**ACTION ITEM:** Which lines have the string "EventSink"? Copy all of them from the entries below.

+ + + + +

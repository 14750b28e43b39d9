//! Tunnel session
//!
//! Owns one ledger from tunnel start to tunnel stop. There is no global
//! ledger; whoever starts a tunnel holds its [`TunnelSession`].

use thiserror::Error;
use tokio::task::JoinHandle;
use tokio_util::sync::CancellationToken;

use super::client::{RemoteUsageClient, UsageClientError};
use super::ledger::{SharedLedger, UsageLedger};
use super::scheduler::{LedgerLoopExit, SyncScheduler};
use super::types::{RolloverResult, ServerUsage, StopReason, SyncRequest, UsageState};

#[derive(Error, Debug)]
pub enum SessionError {
    /// The account is blocked by the server
    #[error("Account is blocked")]
    Blocked,

    #[error(transparent)]
    Client(#[from] UsageClientError),
}

/// A running tunnel's accounting session
pub struct TunnelSession {
    scheduler: SyncScheduler,
    ledger: SharedLedger,
    cancel: CancellationToken,
    loop_handle: Option<JoinHandle<LedgerLoopExit>>,
    exit: Option<LedgerLoopExit>,
}

impl TunnelSession {
    /// Ask the server whether this device may connect.
    ///
    /// A blocked account is refused. When the server cannot be reached the
    /// connection is allowed and `Ok(None)` is returned.
    pub async fn preflight(
        client: &dyn RemoteUsageClient,
        request: &SyncRequest,
    ) -> Result<Option<ServerUsage>, SessionError> {
        match client.sync(request).await {
            Ok(usage) if usage.blocked => {
                log::warn!("[usage:session] Preflight refused: account blocked");
                Err(SessionError::Blocked)
            }
            Ok(usage) => Ok(Some(usage)),
            Err(e) if e.is_network() => {
                log::info!("[usage:session] Preflight offline, connecting anyway: {}", e);
                Ok(None)
            }
            Err(e) => Err(e.into()),
        }
    }

    /// Restore state, roll the day over if needed and start the ledger loop
    pub async fn start(scheduler: &SyncScheduler, is_official_server: bool) -> Self {
        let ctx = scheduler.context();
        let today = ctx.clock.today();

        let state = match ctx.store.load(today, is_official_server).await {
            Ok(state) => state,
            Err(e) => {
                log::warn!("[usage:session] Failed to load usage state, starting fresh: {}", e);
                UsageState::new(today, is_official_server)
            }
        };

        let mut ledger = UsageLedger::from_state(state);
        ledger.set_official(is_official_server);
        // At start a new day only resets; there is nothing to disconnect yet
        if ledger.check_day_rollover(today) == RolloverResult::RolledOver {
            log::info!("[usage:session] New day since last session, counters reset");
        }
        let ledger = ledger.into_shared();
        ctx.persist_if_dirty(&ledger).await;

        scheduler.attach(ledger.clone()).await;

        let cancel = CancellationToken::new();
        let loop_handle = scheduler.spawn_ledger_loop(ledger.clone(), cancel.clone());

        log::info!(
            "[usage:session] Started ({})",
            if is_official_server { "official" } else { "manual" }
        );

        Self {
            scheduler: scheduler.clone(),
            ledger,
            cancel,
            loop_handle: Some(loop_handle),
            exit: None,
        }
    }

    pub fn ledger(&self) -> SharedLedger {
        self.ledger.clone()
    }

    pub async fn snapshot(&self) -> UsageState {
        self.ledger.read().await.snapshot()
    }

    /// Wait until the ledger loop ends on its own (enforcement or reset).
    ///
    /// Cancel-safe: dropping this future leaves the session intact.
    pub async fn wait(&mut self) -> Option<StopReason> {
        if let Some(handle) = self.loop_handle.as_mut() {
            let exit = handle.await.unwrap_or_else(|e| {
                log::error!("[usage:session] Ledger loop panicked: {}", e);
                LedgerLoopExit::default()
            });
            self.loop_handle = None;
            self.exit = Some(exit);
        }
        self.exit.as_ref().and_then(|e| e.reason)
    }

    /// Tear the session down.
    ///
    /// Pending MB are reported within the disconnect timeout; whatever does
    /// not make it is dropped. Never hangs and never fails.
    pub async fn stop(mut self) -> UsageState {
        self.cancel.cancel();
        self.wait().await;

        let in_flight = self.exit.take().and_then(|e| e.in_flight);
        let timeout = self.scheduler.config().disconnect_sync_timeout;
        let scheduler = self.scheduler.clone();
        let ledger = self.ledger.clone();

        let flush = async move {
            if let Some(task) = in_flight {
                let _ = task.await;
            }
            scheduler.flush(&ledger).await
        };

        match tokio::time::timeout(timeout, flush).await {
            Ok(Some(applied)) => log::debug!("[usage:session] Final sync: {:?}", applied),
            Ok(None) => log::debug!("[usage:session] Nothing pending at stop"),
            Err(_) => log::warn!(
                "[usage:session] Final sync exceeded {:?}, dropping pending usage",
                timeout
            ),
        }

        let snapshot = {
            let mut ledger = self.ledger.write().await;
            ledger.invalidate();
            ledger.mark_dirty();
            ledger.snapshot()
        };
        self.scheduler
            .context()
            .persist_if_dirty(&self.ledger)
            .await;
        self.scheduler.detach(&self.ledger).await;

        log::info!(
            "[usage:session] Stopped at {} / {} MB",
            snapshot.used_mb,
            snapshot.total_limit_mb
        );
        snapshot
    }
}

impl Drop for TunnelSession {
    fn drop(&mut self) {
        self.cancel.cancel();
    }
}
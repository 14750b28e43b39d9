//! Usage accounting and quota enforcement
//!
//! Meters a daily data quota for a tunnel against a remote accounting server.
//!
//! # Architecture
//!
//! ```text
//! ┌──────────────────┐    ┌──────────────┐    ┌──────────────┐
//! │ ByteCounterSource│───►│ UsageLedger  │───►│ QuotaEnforcer│
//! │ (/proc/net/dev)  │    │ (local state)│    │ 80/95/100 %  │
//! └──────────────────┘    └──────────────┘    └──────────────┘
//!                            ▲        │               │
//!               reconcile    │        │ PendingSync   │ events / stop
//!                            │        ▼               ▼
//!                     ┌──────────────────┐    ┌──────────────┐
//!                     │ RemoteUsageClient│    │ EventSink    │
//!                     │ POST /usage/ping │    │ TunnelControl│
//!                     └──────────────────┘    └──────────────┘
//! ```
//!
//! [`SyncScheduler`] runs the loops, [`TunnelSession`] owns one ledger per
//! tunnel, [`RewardsService`] performs reward actions, and
//! [`UsageStateStore`] is the only place state is persisted.
//!
//! # Usage
//!
//! ```ignore
//! use vpnquota_core::services::usage::*;
//!
//! let scheduler = SyncScheduler::new(ctx, SchedulerConfig::default());
//! let refresh = scheduler.spawn_refresh_loop(cancel.clone());
//!
//! TunnelSession::preflight(ctx.client.as_ref(), &request).await?;
//! let mut session = TunnelSession::start(&scheduler, true).await;
//! let reason = session.wait().await;
//! let final_state = session.stop().await;
//! ```

pub mod client;
pub mod clock;
pub mod counter;
pub mod device;
pub mod enforcer;
pub mod events;
pub mod history;
pub mod ledger;
pub mod rewards;
pub mod scheduler;
pub mod session;
pub mod store;
pub mod types;

pub use client::{HttpUsageClient, RemoteUsageClient, UsageClientError};
pub use clock::{Clock, FixedClock, SystemClock};
pub use counter::{ByteCounterSource, ByteCounters, CounterSampler, ProcNetDevCounter};
pub use device::device_id;
pub use enforcer::{EnforcerConfig, Enforcement, QuotaEnforcer};
pub use events::{
    ChannelEventSink, ChannelTunnelControl, EventSink, LogEventSink, TunnelControl, UsageEvent,
};
pub use history::{SyncHistoryStore, SyncRecord};
pub use ledger::{PendingSync, ReconcileOutcome, SharedLedger, SyncApplied, UsageLedger};
pub use rewards::{ExchangeOption, RewardError, RewardsService, EXCHANGE_OPTIONS};
pub use scheduler::{
    ActiveLedger, LedgerLoopExit, SchedulerConfig, SyncScheduler, TickOutcome, UsageContext,
};
pub use session::{SessionError, TunnelSession};
pub use store::{
    KeyValueStore, KvUsageStateStore, MemoryKvStore, SqliteKvStore, UsageStateStore,
};
pub use types::{
    ActionType, RolloverResult, ServerUsage, StopReason, SyncRequest, ThresholdFlags,
    UsageState, BYTES_PER_MB, DEFAULT_TOTAL_LIMIT_MB,
};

+ + + + +

**RESPONSE FOR THIS EXERCISE:**
//!                     │ RemoteUsageClient│    │ EventSink    │
    ChannelEventSink, ChannelTunnelControl, EventSink, LogEventSink, TunnelControl, UsageEvent,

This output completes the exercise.